■ Assigned task
From the first line of the material below to the line containing "pub struct Application", repeat every line exactly and add nothing.
[Opening Records to use section]
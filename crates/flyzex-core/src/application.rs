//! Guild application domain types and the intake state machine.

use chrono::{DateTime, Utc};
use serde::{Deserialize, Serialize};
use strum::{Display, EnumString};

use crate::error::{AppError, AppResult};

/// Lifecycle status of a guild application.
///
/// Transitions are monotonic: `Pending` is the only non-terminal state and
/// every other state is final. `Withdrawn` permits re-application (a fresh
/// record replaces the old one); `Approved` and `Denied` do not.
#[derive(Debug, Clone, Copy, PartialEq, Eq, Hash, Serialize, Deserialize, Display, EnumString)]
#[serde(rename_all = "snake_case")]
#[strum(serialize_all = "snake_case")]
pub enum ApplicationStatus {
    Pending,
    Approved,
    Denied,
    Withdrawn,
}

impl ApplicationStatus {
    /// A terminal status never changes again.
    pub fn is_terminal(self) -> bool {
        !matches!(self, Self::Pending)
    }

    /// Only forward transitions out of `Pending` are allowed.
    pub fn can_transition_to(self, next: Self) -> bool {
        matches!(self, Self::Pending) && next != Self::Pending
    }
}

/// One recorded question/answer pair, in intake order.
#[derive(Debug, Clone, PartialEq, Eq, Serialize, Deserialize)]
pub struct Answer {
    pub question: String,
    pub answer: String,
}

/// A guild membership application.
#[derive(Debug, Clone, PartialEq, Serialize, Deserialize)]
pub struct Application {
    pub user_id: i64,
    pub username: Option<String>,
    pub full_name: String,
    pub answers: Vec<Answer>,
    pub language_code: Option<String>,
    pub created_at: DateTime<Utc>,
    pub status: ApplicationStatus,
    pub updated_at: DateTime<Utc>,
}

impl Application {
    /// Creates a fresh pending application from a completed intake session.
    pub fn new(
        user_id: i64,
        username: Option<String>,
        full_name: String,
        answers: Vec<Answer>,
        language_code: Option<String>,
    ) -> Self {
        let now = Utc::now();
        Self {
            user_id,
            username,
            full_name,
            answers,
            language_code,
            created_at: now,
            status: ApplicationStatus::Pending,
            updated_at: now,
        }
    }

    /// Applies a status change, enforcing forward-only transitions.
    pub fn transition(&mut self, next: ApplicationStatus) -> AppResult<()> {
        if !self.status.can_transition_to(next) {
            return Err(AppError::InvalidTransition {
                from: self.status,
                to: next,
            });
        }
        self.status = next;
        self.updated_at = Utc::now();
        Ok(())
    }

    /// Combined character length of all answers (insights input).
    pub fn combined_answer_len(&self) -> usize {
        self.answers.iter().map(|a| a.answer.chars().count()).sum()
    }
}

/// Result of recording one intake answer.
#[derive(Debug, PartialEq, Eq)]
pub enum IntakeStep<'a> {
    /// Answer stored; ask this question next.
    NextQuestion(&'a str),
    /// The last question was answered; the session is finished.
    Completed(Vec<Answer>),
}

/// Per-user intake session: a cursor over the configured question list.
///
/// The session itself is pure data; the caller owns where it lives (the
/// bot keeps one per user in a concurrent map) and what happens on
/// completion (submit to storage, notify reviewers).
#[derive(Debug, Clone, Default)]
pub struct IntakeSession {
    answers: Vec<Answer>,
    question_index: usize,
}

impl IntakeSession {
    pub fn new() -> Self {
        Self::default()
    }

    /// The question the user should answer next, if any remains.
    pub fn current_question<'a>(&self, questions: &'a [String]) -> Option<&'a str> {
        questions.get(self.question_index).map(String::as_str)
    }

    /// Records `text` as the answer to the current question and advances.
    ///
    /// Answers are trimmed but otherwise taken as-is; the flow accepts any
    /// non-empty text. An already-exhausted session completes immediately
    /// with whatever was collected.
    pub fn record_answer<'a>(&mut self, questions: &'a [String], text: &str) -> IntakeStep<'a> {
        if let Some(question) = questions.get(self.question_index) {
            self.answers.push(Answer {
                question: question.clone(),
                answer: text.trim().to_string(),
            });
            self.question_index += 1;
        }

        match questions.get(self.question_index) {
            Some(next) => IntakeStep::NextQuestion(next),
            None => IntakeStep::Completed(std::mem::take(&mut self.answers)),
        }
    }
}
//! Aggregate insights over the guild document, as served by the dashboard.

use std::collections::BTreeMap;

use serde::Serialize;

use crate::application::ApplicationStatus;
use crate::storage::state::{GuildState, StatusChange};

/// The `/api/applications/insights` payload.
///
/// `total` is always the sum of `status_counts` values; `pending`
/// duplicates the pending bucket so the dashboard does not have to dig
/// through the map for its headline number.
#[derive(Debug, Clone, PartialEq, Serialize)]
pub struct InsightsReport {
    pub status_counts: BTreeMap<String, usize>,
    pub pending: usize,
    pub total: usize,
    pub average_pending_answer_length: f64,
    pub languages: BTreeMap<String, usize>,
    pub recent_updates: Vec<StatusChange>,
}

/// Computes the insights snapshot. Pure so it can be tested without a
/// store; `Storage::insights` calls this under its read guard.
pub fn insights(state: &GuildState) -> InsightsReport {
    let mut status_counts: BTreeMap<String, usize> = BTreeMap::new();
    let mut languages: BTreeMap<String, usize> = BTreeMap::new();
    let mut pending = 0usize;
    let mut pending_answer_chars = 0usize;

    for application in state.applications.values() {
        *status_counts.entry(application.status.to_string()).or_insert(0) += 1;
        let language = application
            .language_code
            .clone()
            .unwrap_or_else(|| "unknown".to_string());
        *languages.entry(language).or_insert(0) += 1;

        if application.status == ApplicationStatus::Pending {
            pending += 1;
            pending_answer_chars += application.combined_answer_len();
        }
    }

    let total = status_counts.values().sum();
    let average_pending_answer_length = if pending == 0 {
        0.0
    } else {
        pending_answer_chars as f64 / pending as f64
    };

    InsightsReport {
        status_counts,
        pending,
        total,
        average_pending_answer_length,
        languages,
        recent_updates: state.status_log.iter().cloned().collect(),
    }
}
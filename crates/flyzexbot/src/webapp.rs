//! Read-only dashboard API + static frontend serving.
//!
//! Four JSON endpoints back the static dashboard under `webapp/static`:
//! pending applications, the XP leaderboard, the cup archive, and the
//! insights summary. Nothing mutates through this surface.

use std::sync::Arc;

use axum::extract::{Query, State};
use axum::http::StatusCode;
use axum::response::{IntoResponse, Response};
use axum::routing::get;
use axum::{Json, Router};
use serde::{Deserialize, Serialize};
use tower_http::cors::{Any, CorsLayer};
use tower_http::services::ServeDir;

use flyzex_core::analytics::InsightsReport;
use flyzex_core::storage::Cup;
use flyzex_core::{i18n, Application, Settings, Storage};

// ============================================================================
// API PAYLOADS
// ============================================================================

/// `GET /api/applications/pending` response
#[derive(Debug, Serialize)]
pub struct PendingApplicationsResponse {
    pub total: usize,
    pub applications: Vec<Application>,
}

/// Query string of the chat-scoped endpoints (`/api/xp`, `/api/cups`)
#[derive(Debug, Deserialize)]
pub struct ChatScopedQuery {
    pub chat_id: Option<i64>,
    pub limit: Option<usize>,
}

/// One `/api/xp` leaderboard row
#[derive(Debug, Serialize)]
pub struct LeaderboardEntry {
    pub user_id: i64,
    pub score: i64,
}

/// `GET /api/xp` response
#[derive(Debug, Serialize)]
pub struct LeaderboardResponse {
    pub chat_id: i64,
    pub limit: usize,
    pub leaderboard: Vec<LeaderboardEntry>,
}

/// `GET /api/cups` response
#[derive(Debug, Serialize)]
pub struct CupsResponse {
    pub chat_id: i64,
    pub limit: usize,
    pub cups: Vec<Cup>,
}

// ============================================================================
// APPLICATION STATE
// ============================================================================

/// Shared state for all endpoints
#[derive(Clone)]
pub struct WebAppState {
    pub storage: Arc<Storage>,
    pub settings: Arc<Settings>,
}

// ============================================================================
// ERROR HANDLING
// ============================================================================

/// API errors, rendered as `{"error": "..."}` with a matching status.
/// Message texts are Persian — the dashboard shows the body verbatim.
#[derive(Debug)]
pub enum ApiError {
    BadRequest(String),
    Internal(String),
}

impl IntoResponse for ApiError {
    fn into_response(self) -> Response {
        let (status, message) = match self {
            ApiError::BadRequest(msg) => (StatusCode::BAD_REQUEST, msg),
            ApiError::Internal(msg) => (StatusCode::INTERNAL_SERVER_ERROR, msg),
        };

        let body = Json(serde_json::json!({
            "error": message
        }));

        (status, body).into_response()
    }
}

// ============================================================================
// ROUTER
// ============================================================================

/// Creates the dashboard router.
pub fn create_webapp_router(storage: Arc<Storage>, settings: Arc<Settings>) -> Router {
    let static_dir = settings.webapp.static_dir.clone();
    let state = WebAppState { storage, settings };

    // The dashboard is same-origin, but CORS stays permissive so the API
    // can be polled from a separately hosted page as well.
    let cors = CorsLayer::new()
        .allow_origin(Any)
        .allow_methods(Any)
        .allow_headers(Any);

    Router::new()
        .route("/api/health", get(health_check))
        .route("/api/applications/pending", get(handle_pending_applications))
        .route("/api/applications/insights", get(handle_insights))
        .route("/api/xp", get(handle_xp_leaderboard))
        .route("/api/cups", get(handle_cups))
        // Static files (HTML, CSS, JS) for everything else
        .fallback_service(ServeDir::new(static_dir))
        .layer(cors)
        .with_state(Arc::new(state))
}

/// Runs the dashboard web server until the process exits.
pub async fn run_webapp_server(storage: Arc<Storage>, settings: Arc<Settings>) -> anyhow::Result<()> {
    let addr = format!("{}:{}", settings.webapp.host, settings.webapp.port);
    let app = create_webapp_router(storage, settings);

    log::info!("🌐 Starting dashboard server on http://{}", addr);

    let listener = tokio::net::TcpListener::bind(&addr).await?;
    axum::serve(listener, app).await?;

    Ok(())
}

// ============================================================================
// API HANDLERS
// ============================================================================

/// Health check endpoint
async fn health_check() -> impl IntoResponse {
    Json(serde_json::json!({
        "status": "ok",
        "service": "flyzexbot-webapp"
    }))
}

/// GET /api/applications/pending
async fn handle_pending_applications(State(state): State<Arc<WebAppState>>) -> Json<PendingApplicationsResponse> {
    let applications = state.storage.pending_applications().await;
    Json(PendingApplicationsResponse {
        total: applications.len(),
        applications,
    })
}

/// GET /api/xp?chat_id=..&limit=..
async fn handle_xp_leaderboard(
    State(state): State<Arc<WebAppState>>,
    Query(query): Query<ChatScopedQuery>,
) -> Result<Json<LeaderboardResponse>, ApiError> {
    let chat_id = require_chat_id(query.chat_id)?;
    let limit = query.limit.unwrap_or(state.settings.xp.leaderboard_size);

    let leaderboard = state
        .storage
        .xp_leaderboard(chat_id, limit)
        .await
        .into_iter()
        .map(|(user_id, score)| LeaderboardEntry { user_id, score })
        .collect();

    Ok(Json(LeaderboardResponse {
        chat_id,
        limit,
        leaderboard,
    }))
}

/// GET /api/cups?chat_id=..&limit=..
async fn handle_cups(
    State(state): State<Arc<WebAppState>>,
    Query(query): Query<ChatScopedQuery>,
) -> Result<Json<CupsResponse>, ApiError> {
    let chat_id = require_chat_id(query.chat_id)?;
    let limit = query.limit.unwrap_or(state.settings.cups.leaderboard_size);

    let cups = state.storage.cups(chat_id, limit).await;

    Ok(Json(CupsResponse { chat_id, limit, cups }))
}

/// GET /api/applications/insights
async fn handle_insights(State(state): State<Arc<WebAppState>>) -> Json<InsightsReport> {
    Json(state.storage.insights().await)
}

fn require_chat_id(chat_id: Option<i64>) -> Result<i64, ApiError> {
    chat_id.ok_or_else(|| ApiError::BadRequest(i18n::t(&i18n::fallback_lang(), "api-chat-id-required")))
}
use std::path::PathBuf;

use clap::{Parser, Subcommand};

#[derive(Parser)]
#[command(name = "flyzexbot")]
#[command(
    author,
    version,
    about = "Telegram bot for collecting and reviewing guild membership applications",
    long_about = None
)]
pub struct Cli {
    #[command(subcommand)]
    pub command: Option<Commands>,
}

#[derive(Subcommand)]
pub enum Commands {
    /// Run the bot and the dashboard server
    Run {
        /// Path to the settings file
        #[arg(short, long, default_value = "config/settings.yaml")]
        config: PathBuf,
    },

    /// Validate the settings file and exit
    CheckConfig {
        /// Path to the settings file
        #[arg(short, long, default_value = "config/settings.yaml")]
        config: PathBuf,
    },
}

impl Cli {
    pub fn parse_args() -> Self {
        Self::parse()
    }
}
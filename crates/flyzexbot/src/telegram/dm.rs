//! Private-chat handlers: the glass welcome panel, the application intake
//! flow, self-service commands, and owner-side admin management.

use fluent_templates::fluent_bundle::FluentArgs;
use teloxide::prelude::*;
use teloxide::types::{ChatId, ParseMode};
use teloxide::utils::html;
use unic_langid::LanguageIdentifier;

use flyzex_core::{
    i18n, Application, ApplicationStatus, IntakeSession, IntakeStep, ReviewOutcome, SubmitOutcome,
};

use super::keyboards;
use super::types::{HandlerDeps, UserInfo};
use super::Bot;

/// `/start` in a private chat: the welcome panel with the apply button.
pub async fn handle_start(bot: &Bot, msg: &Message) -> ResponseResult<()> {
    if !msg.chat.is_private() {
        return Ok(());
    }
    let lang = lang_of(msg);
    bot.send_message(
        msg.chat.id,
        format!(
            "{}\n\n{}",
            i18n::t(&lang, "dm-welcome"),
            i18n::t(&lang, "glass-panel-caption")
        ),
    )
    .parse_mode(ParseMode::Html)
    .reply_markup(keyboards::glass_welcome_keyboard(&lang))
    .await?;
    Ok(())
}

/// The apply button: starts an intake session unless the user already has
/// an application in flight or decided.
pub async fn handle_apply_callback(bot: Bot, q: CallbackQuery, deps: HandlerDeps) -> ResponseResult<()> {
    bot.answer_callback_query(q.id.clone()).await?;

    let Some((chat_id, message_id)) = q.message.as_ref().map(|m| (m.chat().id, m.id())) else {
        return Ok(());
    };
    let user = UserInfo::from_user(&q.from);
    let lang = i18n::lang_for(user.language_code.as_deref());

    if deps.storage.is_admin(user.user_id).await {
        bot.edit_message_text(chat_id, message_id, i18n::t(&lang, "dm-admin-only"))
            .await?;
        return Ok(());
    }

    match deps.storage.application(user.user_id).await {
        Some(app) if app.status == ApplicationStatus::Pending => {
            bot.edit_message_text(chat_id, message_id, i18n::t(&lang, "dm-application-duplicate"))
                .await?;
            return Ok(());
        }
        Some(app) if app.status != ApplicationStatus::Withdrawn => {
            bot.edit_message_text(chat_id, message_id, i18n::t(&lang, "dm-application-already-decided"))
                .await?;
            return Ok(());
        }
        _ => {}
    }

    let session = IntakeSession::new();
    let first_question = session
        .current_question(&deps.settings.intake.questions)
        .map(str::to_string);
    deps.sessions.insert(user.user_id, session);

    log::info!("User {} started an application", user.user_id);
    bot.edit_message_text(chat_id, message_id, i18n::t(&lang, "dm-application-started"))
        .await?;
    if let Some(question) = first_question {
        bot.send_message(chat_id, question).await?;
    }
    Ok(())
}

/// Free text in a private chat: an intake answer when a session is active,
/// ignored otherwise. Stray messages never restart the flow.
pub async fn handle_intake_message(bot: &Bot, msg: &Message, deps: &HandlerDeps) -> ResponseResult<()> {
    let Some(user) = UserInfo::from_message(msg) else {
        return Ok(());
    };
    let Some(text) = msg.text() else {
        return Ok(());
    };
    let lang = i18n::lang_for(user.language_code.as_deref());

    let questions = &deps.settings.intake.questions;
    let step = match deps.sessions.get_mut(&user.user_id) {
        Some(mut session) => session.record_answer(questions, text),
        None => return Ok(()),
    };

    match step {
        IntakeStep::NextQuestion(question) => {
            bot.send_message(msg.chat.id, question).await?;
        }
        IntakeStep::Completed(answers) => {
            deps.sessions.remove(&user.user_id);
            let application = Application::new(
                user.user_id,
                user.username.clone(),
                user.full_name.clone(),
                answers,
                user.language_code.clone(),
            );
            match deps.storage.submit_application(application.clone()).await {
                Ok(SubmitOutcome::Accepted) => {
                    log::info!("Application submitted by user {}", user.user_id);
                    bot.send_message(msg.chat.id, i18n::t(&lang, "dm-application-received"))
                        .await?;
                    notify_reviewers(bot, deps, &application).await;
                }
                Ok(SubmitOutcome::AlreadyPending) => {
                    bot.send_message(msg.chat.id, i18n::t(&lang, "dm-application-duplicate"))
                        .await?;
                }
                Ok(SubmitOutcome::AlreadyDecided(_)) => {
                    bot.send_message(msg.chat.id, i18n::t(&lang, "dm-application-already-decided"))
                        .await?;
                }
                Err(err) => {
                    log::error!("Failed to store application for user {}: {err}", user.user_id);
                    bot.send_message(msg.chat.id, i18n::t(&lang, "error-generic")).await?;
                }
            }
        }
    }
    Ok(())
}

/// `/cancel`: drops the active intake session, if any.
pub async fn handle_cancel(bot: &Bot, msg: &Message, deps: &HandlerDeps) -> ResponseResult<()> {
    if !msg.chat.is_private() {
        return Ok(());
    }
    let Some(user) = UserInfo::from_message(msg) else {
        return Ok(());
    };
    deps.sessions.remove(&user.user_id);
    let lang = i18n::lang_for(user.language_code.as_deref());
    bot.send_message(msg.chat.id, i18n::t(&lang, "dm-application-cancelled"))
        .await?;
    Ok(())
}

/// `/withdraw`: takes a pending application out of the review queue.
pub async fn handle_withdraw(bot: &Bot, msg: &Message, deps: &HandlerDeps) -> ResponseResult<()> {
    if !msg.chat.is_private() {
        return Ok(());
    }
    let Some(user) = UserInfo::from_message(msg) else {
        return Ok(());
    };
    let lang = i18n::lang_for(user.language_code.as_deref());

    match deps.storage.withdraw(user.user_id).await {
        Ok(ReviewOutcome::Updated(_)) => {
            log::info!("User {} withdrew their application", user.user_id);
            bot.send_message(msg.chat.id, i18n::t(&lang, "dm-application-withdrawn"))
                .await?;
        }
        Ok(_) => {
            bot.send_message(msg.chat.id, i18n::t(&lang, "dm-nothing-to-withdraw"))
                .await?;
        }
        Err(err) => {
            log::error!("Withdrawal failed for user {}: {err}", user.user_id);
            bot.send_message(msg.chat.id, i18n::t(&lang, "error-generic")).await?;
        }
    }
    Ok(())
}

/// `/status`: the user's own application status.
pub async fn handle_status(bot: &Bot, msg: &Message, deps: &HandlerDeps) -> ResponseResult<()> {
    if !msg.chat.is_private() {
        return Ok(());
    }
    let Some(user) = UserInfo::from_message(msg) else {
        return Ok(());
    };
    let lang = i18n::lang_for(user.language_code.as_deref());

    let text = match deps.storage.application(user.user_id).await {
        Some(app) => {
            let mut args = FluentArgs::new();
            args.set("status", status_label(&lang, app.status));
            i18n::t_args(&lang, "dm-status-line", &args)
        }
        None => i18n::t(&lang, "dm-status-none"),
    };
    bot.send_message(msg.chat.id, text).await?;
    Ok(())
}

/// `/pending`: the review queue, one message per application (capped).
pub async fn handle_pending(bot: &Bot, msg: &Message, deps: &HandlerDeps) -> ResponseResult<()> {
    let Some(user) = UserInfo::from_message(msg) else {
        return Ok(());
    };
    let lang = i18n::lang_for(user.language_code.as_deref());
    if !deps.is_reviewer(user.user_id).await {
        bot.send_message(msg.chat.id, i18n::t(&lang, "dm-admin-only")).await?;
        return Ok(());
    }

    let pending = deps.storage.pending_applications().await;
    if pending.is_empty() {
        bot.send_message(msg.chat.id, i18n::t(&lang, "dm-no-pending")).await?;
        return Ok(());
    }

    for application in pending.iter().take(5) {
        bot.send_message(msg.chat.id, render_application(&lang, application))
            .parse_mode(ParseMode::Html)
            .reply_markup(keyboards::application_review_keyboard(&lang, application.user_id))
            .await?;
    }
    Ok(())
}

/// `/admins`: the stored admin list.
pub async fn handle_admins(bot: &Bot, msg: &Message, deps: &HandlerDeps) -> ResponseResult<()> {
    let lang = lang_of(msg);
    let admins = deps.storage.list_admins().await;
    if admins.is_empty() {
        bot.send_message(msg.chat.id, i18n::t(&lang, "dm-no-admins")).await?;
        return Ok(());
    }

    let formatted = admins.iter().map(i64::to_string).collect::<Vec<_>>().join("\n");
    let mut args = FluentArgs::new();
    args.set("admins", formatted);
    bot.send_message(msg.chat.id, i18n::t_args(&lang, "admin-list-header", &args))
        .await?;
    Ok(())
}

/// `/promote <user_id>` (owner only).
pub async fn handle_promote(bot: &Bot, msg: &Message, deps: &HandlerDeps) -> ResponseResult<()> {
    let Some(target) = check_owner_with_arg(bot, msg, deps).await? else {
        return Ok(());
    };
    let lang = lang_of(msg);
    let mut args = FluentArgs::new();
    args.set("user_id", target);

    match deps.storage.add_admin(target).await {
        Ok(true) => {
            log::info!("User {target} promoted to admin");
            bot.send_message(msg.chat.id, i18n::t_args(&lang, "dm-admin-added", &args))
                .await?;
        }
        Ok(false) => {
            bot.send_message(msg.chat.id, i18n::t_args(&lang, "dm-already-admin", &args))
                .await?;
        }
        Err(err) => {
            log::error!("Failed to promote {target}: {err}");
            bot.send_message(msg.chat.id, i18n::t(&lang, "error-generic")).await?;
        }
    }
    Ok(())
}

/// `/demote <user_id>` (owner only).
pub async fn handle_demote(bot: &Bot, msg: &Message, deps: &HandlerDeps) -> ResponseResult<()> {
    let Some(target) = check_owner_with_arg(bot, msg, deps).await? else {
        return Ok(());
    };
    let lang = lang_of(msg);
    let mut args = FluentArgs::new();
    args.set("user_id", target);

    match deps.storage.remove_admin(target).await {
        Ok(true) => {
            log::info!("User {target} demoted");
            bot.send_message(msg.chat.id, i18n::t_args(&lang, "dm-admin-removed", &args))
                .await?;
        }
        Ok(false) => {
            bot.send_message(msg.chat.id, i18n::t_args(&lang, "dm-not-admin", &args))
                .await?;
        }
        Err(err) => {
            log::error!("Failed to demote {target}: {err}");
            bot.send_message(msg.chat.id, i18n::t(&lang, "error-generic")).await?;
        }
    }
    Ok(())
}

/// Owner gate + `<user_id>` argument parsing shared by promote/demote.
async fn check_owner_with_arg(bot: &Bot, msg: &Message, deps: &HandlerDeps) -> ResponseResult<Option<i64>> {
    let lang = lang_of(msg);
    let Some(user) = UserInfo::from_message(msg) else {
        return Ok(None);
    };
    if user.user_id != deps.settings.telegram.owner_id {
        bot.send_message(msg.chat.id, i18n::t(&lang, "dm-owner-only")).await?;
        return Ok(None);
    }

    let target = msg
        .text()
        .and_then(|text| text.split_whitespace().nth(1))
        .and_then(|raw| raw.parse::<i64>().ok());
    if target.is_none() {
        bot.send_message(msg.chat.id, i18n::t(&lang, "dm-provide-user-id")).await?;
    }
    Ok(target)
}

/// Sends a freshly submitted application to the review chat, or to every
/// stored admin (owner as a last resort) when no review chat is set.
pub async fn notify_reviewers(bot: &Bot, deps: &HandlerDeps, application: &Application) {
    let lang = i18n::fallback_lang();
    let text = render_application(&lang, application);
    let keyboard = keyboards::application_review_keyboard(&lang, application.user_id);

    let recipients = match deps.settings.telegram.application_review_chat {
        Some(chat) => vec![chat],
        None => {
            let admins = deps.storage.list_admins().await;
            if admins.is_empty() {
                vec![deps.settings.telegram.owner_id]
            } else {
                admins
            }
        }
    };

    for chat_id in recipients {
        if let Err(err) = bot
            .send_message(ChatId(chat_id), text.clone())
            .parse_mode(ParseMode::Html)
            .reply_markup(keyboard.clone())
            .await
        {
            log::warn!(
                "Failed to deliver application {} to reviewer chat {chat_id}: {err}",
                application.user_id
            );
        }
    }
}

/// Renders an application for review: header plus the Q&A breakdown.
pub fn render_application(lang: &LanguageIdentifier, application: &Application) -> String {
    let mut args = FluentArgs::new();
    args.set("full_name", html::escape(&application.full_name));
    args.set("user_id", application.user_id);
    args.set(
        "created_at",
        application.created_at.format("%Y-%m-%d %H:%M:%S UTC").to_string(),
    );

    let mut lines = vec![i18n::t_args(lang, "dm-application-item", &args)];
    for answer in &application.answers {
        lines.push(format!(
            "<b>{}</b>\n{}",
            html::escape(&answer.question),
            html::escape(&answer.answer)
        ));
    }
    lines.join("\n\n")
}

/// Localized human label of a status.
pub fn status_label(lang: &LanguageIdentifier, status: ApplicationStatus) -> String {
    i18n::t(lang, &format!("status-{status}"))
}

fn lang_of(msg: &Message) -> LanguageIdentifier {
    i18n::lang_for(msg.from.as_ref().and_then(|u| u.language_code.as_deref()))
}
[Closing Records to use section]
■ Solved problem
filename crates/flyzex-core/src/application.rs
//! Guild application domain types and the intake state machine.

use chrono::{DateTime, Utc};
use serde::{Deserialize, Serialize};
use strum::{Display, EnumString};

use crate::error::{AppError, AppResult};

/// Lifecycle status of a guild application.
///
/// Transitions are monotonic: `Pending` is the only non-terminal state and
/// every other state is final. `Withdrawn` permits re-application (a fresh
/// record replaces the old one); `Approved` and `Denied` do not.
#[derive(Debug, Clone, Copy, PartialEq, Eq, Hash, Serialize, Deserialize, Display, EnumString)]
#[serde(rename_all = "snake_case")]
#[strum(serialize_all = "snake_case")]
pub enum ApplicationStatus {
    Pending,
    Approved,
    Denied,
    Withdrawn,
}

impl ApplicationStatus {
    /// A terminal status never changes again.
    pub fn is_terminal(self) -> bool {
        !matches!(self, Self::Pending)
    }

    /// Only forward transitions out of `Pending` are allowed.
    pub fn can_transition_to(self, next: Self) -> bool {
        matches!(self, Self::Pending) && next != Self::Pending
    }
}

/// One recorded question/answer pair, in intake order.
#[derive(Debug, Clone, PartialEq, Eq, Serialize, Deserialize)]
pub struct Answer {
    pub question: String,
    pub answer: String,
}

/// A guild membership application.
#[derive(Debug, Clone, PartialEq, Serialize, Deserialize)]
pub struct Application {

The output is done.